**BRIEF**
Transcribe the line with "impl Default for RemoteProviderConfig" and all the lines that follow it in the material below, exactly as they stand.

*** RECORDS TO PROCESS ***

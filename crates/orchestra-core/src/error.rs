//! Error types for Orchestra
//!
//! One error enum is shared by every layer so that the orchestrator can make
//! retry and fallback decisions from the error kind alone:
//! - Registry and lifecycle failures
//! - Executor capability and runtime failures
//! - Provider configuration and transport failures
//! - Orchestration outcomes (deadline, empty or exhausted chain)

use crate::types::{Capability, ModelStatus};
use serde::{Deserialize, Serialize};
use std::fmt;

/// Convenience result alias
pub type Result<T, E = OrchestraError> = std::result::Result<T, E>;

/// Main Orchestra error type
#[derive(Debug, thiserror::Error)]
pub enum OrchestraError {
    /// Unknown model or provider
    #[error("not found: {0}")]
    NotFound(String),

    /// Model name collides with an existing registration
    #[error("model already registered: {0}")]
    AlreadyRegistered(String),

    /// A load or unload for this model is already in progress
    #[error("model busy: {id} is {status}")]
    Busy { id: String, status: ModelStatus },

    /// Lifecycle transition outside the allowed table
    #[error("illegal model transition for {id}: {from} -> {to}")]
    IllegalTransition {
        id: String,
        from: ModelStatus,
        to: ModelStatus,
    },

    /// Model does not declare the requested capability
    #[error("model {model} does not support {capability}")]
    CapabilityUnsupported {
        model: String,
        capability: Capability,
    },

    /// Missing credentials or invalid configuration
    #[error("configuration error: {0}")]
    Configuration(String),

    /// Native runtime or backend failure during execution
    #[error("inference failed: {0}")]
    Inference(String),

    /// Transport failure talking to a remote backend
    #[error("network error: {0}")]
    Network(String),

    /// A single attempt exceeded its timeout
    #[error("operation timed out after {duration_ms}ms")]
    Timeout { duration_ms: u64 },

    /// Backend refused the request as malformed
    #[error("request rejected: {0}")]
    Rejected(String),

    /// Provider breaker is open and short-circuits calls
    #[error("circuit open for provider {provider}, retry in {retry_in_ms}ms")]
    CircuitOpen { provider: String, retry_in_ms: u64 },

    /// The caller-supplied overall deadline elapsed
    #[error("deadline exceeded after {elapsed_ms}ms")]
    DeadlineExceeded { elapsed_ms: u64 },

    /// No provider registered or available
    #[error("no providers available")]
    NoProvidersAvailable,

    /// Every provider in the fallback chain failed
    #[error("all providers failed: {}", format_failures(failures))]
    AllProvidersFailed { failures: Vec<ProviderFailure> },

    /// Filesystem failure
    #[error("io error: {0}")]
    Io(#[from] std::io::Error),
}

impl OrchestraError {
    /// Classify the error
    #[must_use]
    pub fn kind(&self) -> ErrorKind {
        match self {
            Self::NotFound(_) => ErrorKind::NotFound,
            Self::AlreadyRegistered(_) => ErrorKind::AlreadyRegistered,
            Self::Busy { .. } | Self::IllegalTransition { .. } => ErrorKind::Busy,
            Self::CapabilityUnsupported { .. } => ErrorKind::CapabilityUnsupported,
            Self::Configuration(_) => ErrorKind::Configuration,
            Self::Inference(_) => ErrorKind::Inference,
            Self::Network(_) => ErrorKind::Network,
            Self::Timeout { .. } => ErrorKind::Timeout,
            Self::Rejected(_) => ErrorKind::Rejected,
            Self::CircuitOpen { .. } => ErrorKind::CircuitOpen,
            Self::DeadlineExceeded { .. } => ErrorKind::DeadlineExceeded,
            Self::NoProvidersAvailable => ErrorKind::NoProvidersAvailable,
            Self::AllProvidersFailed { .. } => ErrorKind::AllProvidersFailed,
            Self::Io(_) => ErrorKind::Io,
        }
    }

    /// Check if error is retryable
    #[inline]
    #[must_use]
    pub fn is_retryable(&self) -> bool {
        self.kind().is_retryable()
    }

    /// Create a not-found error for a model id
    #[inline]
    pub fn model_not_found(id: impl fmt::Display) -> Self {
        Self::NotFound(format!("model '{id}'"))
    }

    /// Create a not-found error for a provider id
    #[inline]
    pub fn provider_not_found(id: impl fmt::Display) -> Self {
        Self::NotFound(format!("provider '{id}'"))
    }
}

/// Error classification used for routing decisions
#[derive(Debug, Clone, Copy, PartialEq, Eq, Hash, Serialize, Deserialize)]
#[serde(rename_all = "snake_case")]
pub enum ErrorKind {
    NotFound,
    AlreadyRegistered,
    Busy,
    CapabilityUnsupported,
    Configuration,
    Inference,
    Network,
    Timeout,
    Rejected,
    CircuitOpen,
    DeadlineExceeded,
    NoProvidersAvailable,
    AllProvidersFailed,
    Io,
}

impl ErrorKind {
    /// Transient kinds worth another attempt against the same provider
    #[inline]
    #[must_use]
    pub fn is_retryable(self) -> bool {
        matches!(
            self,
            Self::Busy | Self::Inference | Self::Network | Self::Timeout
        )
    }

    /// Stable lowercase name, used as a metrics label
    #[must_use]
    pub fn as_str(self) -> &'static str {
        match self {
            Self::NotFound => "not_found",
            Self::AlreadyRegistered => "already_registered",
            Self::Busy => "busy",
            Self::CapabilityUnsupported => "capability_unsupported",
            Self::Configuration => "configuration",
            Self::Inference => "inference",
            Self::Network => "network",
            Self::Timeout => "timeout",
            Self::Rejected => "rejected",
            Self::CircuitOpen => "circuit_open",
            Self::DeadlineExceeded => "deadline_exceeded",
            Self::NoProvidersAvailable => "no_providers_available",
            Self::AllProvidersFailed => "all_providers_failed",
            Self::Io => "io",
        }
    }
}

impl fmt::Display for ErrorKind {
    fn fmt(&self, f: &mut fmt::Formatter<'_>) -> fmt::Result {
        f.write_str(self.as_str())
    }
}

/// Last error observed for one provider in a fallback chain
#[derive(Debug, Clone, PartialEq, Eq, Serialize, Deserialize)]
pub struct ProviderFailure {
    /// Provider id
    pub provider: String,
    /// Error classification
    pub kind: ErrorKind,
    /// Rendered error message
    pub message: String,
    /// Attempts made against this provider
    pub attempts: u32,
}

impl ProviderFailure {
    /// Capture the last error of a provider
    #[must_use]
    pub fn new(provider: impl Into<String>, error: &OrchestraError, attempts: u32) -> Self {
        Self {
            provider: provider.into(),
            kind: error.kind(),
            message: error.to_string(),
            attempts,
        }
    }
}

impl fmt::Display for ProviderFailure {
    fn fmt(&self, f: &mut fmt::Formatter<'_>) -> fmt::Result {
        write!(
            f,
            "{} [{} after {} attempt(s)]: {}",
            self.provider, self.kind, self.attempts, self.message
        )
    }
}

fn format_failures(failures: &[ProviderFailure]) -> String {
    failures
        .iter()
        .map(ToString::to_string)
        .collect::<Vec<_>>()
        .join("; ")
}

#[cfg(test)]
mod tests {
    use super::*;

    #[test]
    fn error_display() {
        let err = OrchestraError::AlreadyRegistered("m1".to_string());
        assert!(err.to_string().contains("already registered"));

        let err = OrchestraError::Busy {
            id: "m1".to_string(),
            status: ModelStatus::Loading,
        };
        assert_eq!(err.to_string(), "model busy: m1 is loading");
    }

    #[test]
    fn error_is_retryable() {
        assert!(OrchestraError::Inference("boom".to_string()).is_retryable());
        assert!(OrchestraError::Network("reset".to_string()).is_retryable());
        assert!(OrchestraError::Timeout { duration_ms: 10 }.is_retryable());
        assert!(OrchestraError::Busy {
            id: "m".to_string(),
            status: ModelStatus::Unloading
        }
        .is_retryable());

        assert!(!OrchestraError::Configuration("no key".to_string()).is_retryable());
        assert!(!OrchestraError::CapabilityUnsupported {
            model: "m".to_string(),
            capability: Capability::Embeddings
        }
        .is_retryable());
        assert!(!OrchestraError::DeadlineExceeded { elapsed_ms: 5 }.is_retryable());
        assert!(!OrchestraError::Rejected("bad".to_string()).is_retryable());
        assert!(!OrchestraError::CircuitOpen {
            provider: "router".to_string(),
            retry_in_ms: 100
        }
        .is_retryable());
    }

    #[test]
    fn aggregated_failure_lists_every_provider() {
        let failures = vec![
            ProviderFailure::new("router", &OrchestraError::Configuration("missing key".into()), 1),
            ProviderFailure::new("local", &OrchestraError::Inference("session closed".into()), 3),
        ];
        let err = OrchestraError::AllProvidersFailed { failures };
        let msg = err.to_string();

        assert!(msg.contains("router [configuration after 1 attempt(s)]"));
        assert!(msg.contains("local [inference after 3 attempt(s)]"));
        assert_eq!(err.kind(), ErrorKind::AllProvidersFailed);
    }

    #[test]
    fn io_error_converts() {
        let io = std::io::Error::new(std::io::ErrorKind::NotFound, "gone");
        let err: OrchestraError = io.into();
        assert_eq!(err.kind(), ErrorKind::Io);
    }
}
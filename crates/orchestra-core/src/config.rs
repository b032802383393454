//! Configuration for Orchestra
//!
//! Every knob has a default so an empty TOML document is a valid config.
//! Durations are stored as integer seconds or milliseconds and exposed as
//! [`Duration`] through accessor methods.

use crate::error::{OrchestraError, Result};
use serde::{Deserialize, Serialize};
use std::path::{Path, PathBuf};
use std::time::Duration;

/// Environment variable overriding the router API key
pub const ENV_ROUTER_API_KEY: &str = "ORCHESTRA_ROUTER_API_KEY";
/// Environment variable overriding the router base URL
pub const ENV_ROUTER_BASE_URL: &str = "ORCHESTRA_ROUTER_BASE_URL";
/// Environment variable overriding the daemon URL
pub const ENV_DAEMON_URL: &str = "ORCHESTRA_DAEMON_URL";
/// Environment variable overriding the model directory
pub const ENV_MODEL_DIR: &str = "ORCHESTRA_MODEL_DIR";

/// Top-level configuration
#[derive(Debug, Clone, Default, PartialEq, Serialize, Deserialize)]
#[serde(default)]
pub struct OrchestraConfig {
    /// Provider tried first when set
    pub active_provider: Option<String>,
    pub registry: RegistryConfig,
    pub cache: CacheConfig,
    pub retry: RetryConfig,
    pub maintenance: MaintenanceConfig,
    pub providers: ProvidersConfig,
    pub breaker: BreakerConfig,
}

impl OrchestraConfig {
    /// Create default configuration
    #[inline]
    #[must_use]
    pub fn new() -> Self {
        Self::default()
    }

    /// Parse a TOML document
    ///
    /// # Errors
    /// - `OrchestraError::Configuration` on malformed TOML or invalid values
    pub fn from_toml_str(source: &str) -> Result<Self> {
        let config: Self = toml::from_str(source)
            .map_err(|e| OrchestraError::Configuration(format!("invalid config: {e}")))?;
        config.validate()?;
        Ok(config)
    }

    /// Load configuration from a TOML file
    ///
    /// # Errors
    /// - `OrchestraError::Io` if the file cannot be read
    /// - `OrchestraError::Configuration` on malformed TOML or invalid values
    pub fn load(path: impl AsRef<Path>) -> Result<Self> {
        let path = path.as_ref();
        let source = std::fs::read_to_string(path)?;
        tracing::debug!("Loaded configuration from {}", path.display());
        Self::from_toml_str(&source)
    }

    /// Render as TOML
    ///
    /// # Errors
    /// - `OrchestraError::Configuration` if serialization fails
    pub fn to_toml_string(&self) -> Result<String> {
        toml::to_string_pretty(self)
            .map_err(|e| OrchestraError::Configuration(format!("cannot render config: {e}")))
    }

    /// Apply `ORCHESTRA_*` environment overrides
    #[must_use]
    pub fn apply_env_overrides(self) -> Self {
        self.apply_overrides(|key| std::env::var(key).ok())
    }

    /// Apply overrides from an arbitrary lookup (environment, test map)
    #[must_use]
    pub fn apply_overrides(mut self, lookup: impl Fn(&str) -> Option<String>) -> Self {
        if let Some(key) = lookup(ENV_ROUTER_API_KEY).filter(|k| !k.is_empty()) {
            self.providers.router.api_key = Some(key);
        }
        if let Some(url) = lookup(ENV_ROUTER_BASE_URL) {
            self.providers.router.base_url = url;
        }
        if let Some(url) = lookup(ENV_DAEMON_URL) {
            self.providers.daemon.base_url = url;
        }
        if let Some(dir) = lookup(ENV_MODEL_DIR) {
            self.registry.model_dir = PathBuf::from(dir);
        }
        self
    }

    /// Check cross-field consistency
    ///
    /// # Errors
    /// - `OrchestraError::Configuration` describing the first violation
    pub fn validate(&self) -> Result<()> {
        let r = &self.registry;
        if !(0.0..=1.0).contains(&r.low_watermark) || !(0.0..=1.0).contains(&r.high_watermark) {
            return Err(OrchestraError::Configuration(
                "watermarks must be within 0.0..=1.0".to_string(),
            ));
        }
        if r.low_watermark >= r.high_watermark {
            return Err(OrchestraError::Configuration(format!(
                "low watermark {} must be below high watermark {}",
                r.low_watermark, r.high_watermark
            )));
        }
        if r.memory_ceiling_fraction <= 0.0 || r.memory_ceiling_fraction > 1.0 {
            return Err(OrchestraError::Configuration(
                "memory_ceiling_fraction must be within (0.0, 1.0]".to_string(),
            ));
        }
        if self.cache.capacity == 0 {
            return Err(OrchestraError::Configuration(
                "cache capacity must be positive".to_string(),
            ));
        }
        if self.retry.max_attempts == 0 {
            return Err(OrchestraError::Configuration(
                "retry.max_attempts must be at least 1".to_string(),
            ));
        }
        if self.retry.base_delay_ms > self.retry.max_delay_ms {
            return Err(OrchestraError::Configuration(
                "retry.base_delay_ms exceeds retry.max_delay_ms".to_string(),
            ));
        }
        if self.breaker.enabled
            && (self.breaker.failure_threshold == 0 || self.breaker.success_threshold == 0)
        {
            return Err(OrchestraError::Configuration(
                "breaker thresholds must be at least 1".to_string(),
            ));
        }
        if self.maintenance.interval_secs == 0 {
            return Err(OrchestraError::Configuration(
                "maintenance.interval_secs must be positive".to_string(),
            ));
        }
        Ok(())
    }

    /// With model directory
    #[inline]
    #[must_use]
    pub fn with_model_dir(mut self, dir: impl Into<PathBuf>) -> Self {
        self.registry.model_dir = dir.into();
        self
    }

    /// With fixed memory ceiling
    #[inline]
    #[must_use]
    pub fn with_max_memory_bytes(mut self, bytes: u64) -> Self {
        self.registry.max_memory_bytes = Some(bytes);
        self
    }

    /// With active provider
    #[inline]
    #[must_use]
    pub fn with_active_provider(mut self, provider: impl Into<String>) -> Self {
        self.active_provider = Some(provider.into());
        self
    }

    /// With retry settings
    #[inline]
    #[must_use]
    pub fn with_retry(mut self, retry: RetryConfig) -> Self {
        self.retry = retry;
        self
    }

    /// With cache settings
    #[inline]
    #[must_use]
    pub fn with_cache(mut self, cache: CacheConfig) -> Self {
        self.cache = cache;
        self
    }
}

/// Model registry settings
#[derive(Debug, Clone, PartialEq, Serialize, Deserialize)]
#[serde(default)]
pub struct RegistryConfig {
    /// Directory scanned for model files
    pub model_dir: PathBuf,
    /// File extensions treated as models
    pub extensions: Vec<String>,
    /// Fixed ceiling; when absent a fraction of system memory is used
    pub max_memory_bytes: Option<u64>,
    /// Fraction of total system memory used as the ceiling
    pub memory_ceiling_fraction: f64,
    /// Usage ratio above which cleanup evicts
    pub high_watermark: f64,
    /// Usage ratio at which cleanup stops
    pub low_watermark: f64,
    /// Resident memory estimate as a multiple of file size
    pub memory_overhead_factor: f64,
    /// Register every model file at startup
    pub scan_on_startup: bool,
}

impl Default for RegistryConfig {
    fn default() -> Self {
        Self {
            model_dir: PathBuf::from("./models"),
            extensions: vec!["onnx".to_string()],
            max_memory_bytes: None,
            memory_ceiling_fraction: 0.5,
            high_watermark: 0.80,
            low_watermark: 0.60,
            memory_overhead_factor: 1.5,
            scan_on_startup: true,
        }
    }
}

/// Result cache settings
#[derive(Debug, Clone, PartialEq, Eq, Serialize, Deserialize)]
#[serde(default)]
pub struct CacheConfig {
    pub enabled: bool,
    pub ttl_secs: u64,
    /// Maximum number of entries
    pub capacity: usize,
}

impl CacheConfig {
    /// Entry lifetime
    #[inline]
    #[must_use]
    pub fn ttl(&self) -> Duration {
        Duration::from_secs(self.ttl_secs)
    }
}

impl Default for CacheConfig {
    fn default() -> Self {
        Self {
            enabled: true,
            ttl_secs: 300,
            capacity: 100,
        }
    }
}

/// Retry and backoff settings
#[derive(Debug, Clone, PartialEq, Eq, Serialize, Deserialize)]
#[serde(default)]
pub struct RetryConfig {
    /// Attempts per provider, including the first
    pub max_attempts: u32,
    pub base_delay_ms: u64,
    pub max_delay_ms: u64,
    /// Add up to 10% random jitter to each delay
    pub jitter: bool,
    /// Timeout applied to every single attempt
    pub attempt_timeout_ms: u64,
}

impl RetryConfig {
    /// Delay before the first retry
    #[inline]
    #[must_use]
    pub fn base_delay(&self) -> Duration {
        Duration::from_millis(self.base_delay_ms)
    }

    /// Upper bound on any single delay
    #[inline]
    #[must_use]
    pub fn max_delay(&self) -> Duration {
        Duration::from_millis(self.max_delay_ms)
    }

    /// Per-attempt timeout
    #[inline]
    #[must_use]
    pub fn attempt_timeout(&self) -> Duration {
        Duration::from_millis(self.attempt_timeout_ms)
    }
}

impl Default for RetryConfig {
    fn default() -> Self {
        Self {
            max_attempts: 3,
            base_delay_ms: 1_000,
            max_delay_ms: 10_000,
            jitter: true,
            attempt_timeout_ms: 120_000,
        }
    }
}

/// Maintenance scheduler settings
#[derive(Debug, Clone, PartialEq, Eq, Serialize, Deserialize)]
#[serde(default)]
pub struct MaintenanceConfig {
    pub enabled: bool,
    pub interval_secs: u64,
}

impl MaintenanceConfig {
    /// Pass period
    #[inline]
    #[must_use]
    pub fn interval(&self) -> Duration {
        Duration::from_secs(self.interval_secs)
    }
}

impl Default for MaintenanceConfig {
    fn default() -> Self {
        Self {
            enabled: true,
            interval_secs: 300,
        }
    }
}

/// Per-provider circuit breaker, off unless enabled
#[derive(Debug, Clone, PartialEq, Eq, Serialize, Deserialize)]
#[serde(default)]
pub struct BreakerConfig {
    pub enabled: bool,
    /// Consecutive transient failures that open the circuit
    pub failure_threshold: u32,
    /// Time spent open before calls are let through again
    pub open_timeout_secs: u64,
    /// Half-open successes needed to close the circuit
    pub success_threshold: u32,
}

impl BreakerConfig {
    /// Enabled breaker with default thresholds
    #[must_use]
    pub fn enabled() -> Self {
        Self {
            enabled: true,
            ..Self::default()
        }
    }

    #[inline]
    #[must_use]
    pub fn open_timeout(&self) -> Duration {
        Duration::from_secs(self.open_timeout_secs)
    }
}

impl Default for BreakerConfig {
    fn default() -> Self {
        Self {
            enabled: false,
            failure_threshold: 5,
            open_timeout_secs: 60,
            success_threshold: 3,
        }
    }
}

/// Backends registered at startup
#[derive(Debug, Clone, PartialEq, Serialize, Deserialize)]
#[serde(default)]
pub struct ProvidersConfig {
    pub local: LocalProviderConfig,
    pub router: RemoteProviderConfig,
    pub daemon: RemoteProviderConfig,
}

impl Default for ProvidersConfig {
    fn default() -> Self {
        Self {
            local: LocalProviderConfig::default(),
            router: RemoteProviderConfig::router(),
            daemon: RemoteProviderConfig::daemon(),
        }
    }
}

/// Local model provider settings
#[derive(Debug, Clone, PartialEq, Eq, Serialize, Deserialize)]
#[serde(default)]
pub struct LocalProviderConfig {
    pub enabled: bool,
    pub id: String,
}

impl Default for LocalProviderConfig {
    fn default() -> Self {
        Self {
            enabled: true,
            id: "local".to_string(),
        }
    }
}

/// Remote HTTP provider settings
#[derive(Debug, Clone, PartialEq, Serialize, Deserialize)]
#[serde(default)]
pub struct RemoteProviderConfig {
    pub enabled: bool,
    pub id: String,
    pub base_url: String,
    /// Bearer token; required by the router
    pub api_key: Option<String>,
    pub timeout_secs: u64,
    /// Model used when a request names none
    pub default_model: String,
    /// USD per 1k tokens used for cost estimates
    pub cost_per_1k_tokens: f64,
    /// Sent as `HTTP-Referer`
    pub referer: Option<String>,
    /// Sent as `X-Title`
    pub app_name: Option<String>,
}

impl RemoteProviderConfig {
    /// Defaults for the hosted router
    #[must_use]
    pub fn router() -> Self {
        Self {
            enabled: true,
            id: "router".to_string(),
            base_url: "https://openrouter.ai/api/v1".to_string(),
            api_key: None,
            timeout_secs: 30,
            default_model: "openai/gpt-4o-mini".to_string(),
            cost_per_1k_tokens: 0.002,
            referer: None,
            app_name: Some("Orchestra".to_string()),
        }
    }

    /// Defaults for the local daemon
    #[must_use]
    pub fn daemon() -> Self {
        Self {
            enabled: false,
            id: "daemon".to_string(),
            base_url: "http://localhost:11434/v1".to_string(),
            api_key: None,
            timeout_secs: 300,
            default_model: "llama3".to_string(),
            cost_per_1k_tokens: 0.0,
            referer: None,
            app_name: None,
        }
    }

    /// Request timeout
    #[inline]
    #[must_use]
    pub fn timeout(&self) -> Duration {
        Duration::from_secs(self.timeout_secs)
    }
}

impl Default for RemoteProviderConfig {
    fn default() -> Self {
        Self::router()
    }
}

***

**EXERCISE SOLUTION**
impl Default for RemoteProviderConfig {
    fn default() -> Self {
        Self::router()
    }
}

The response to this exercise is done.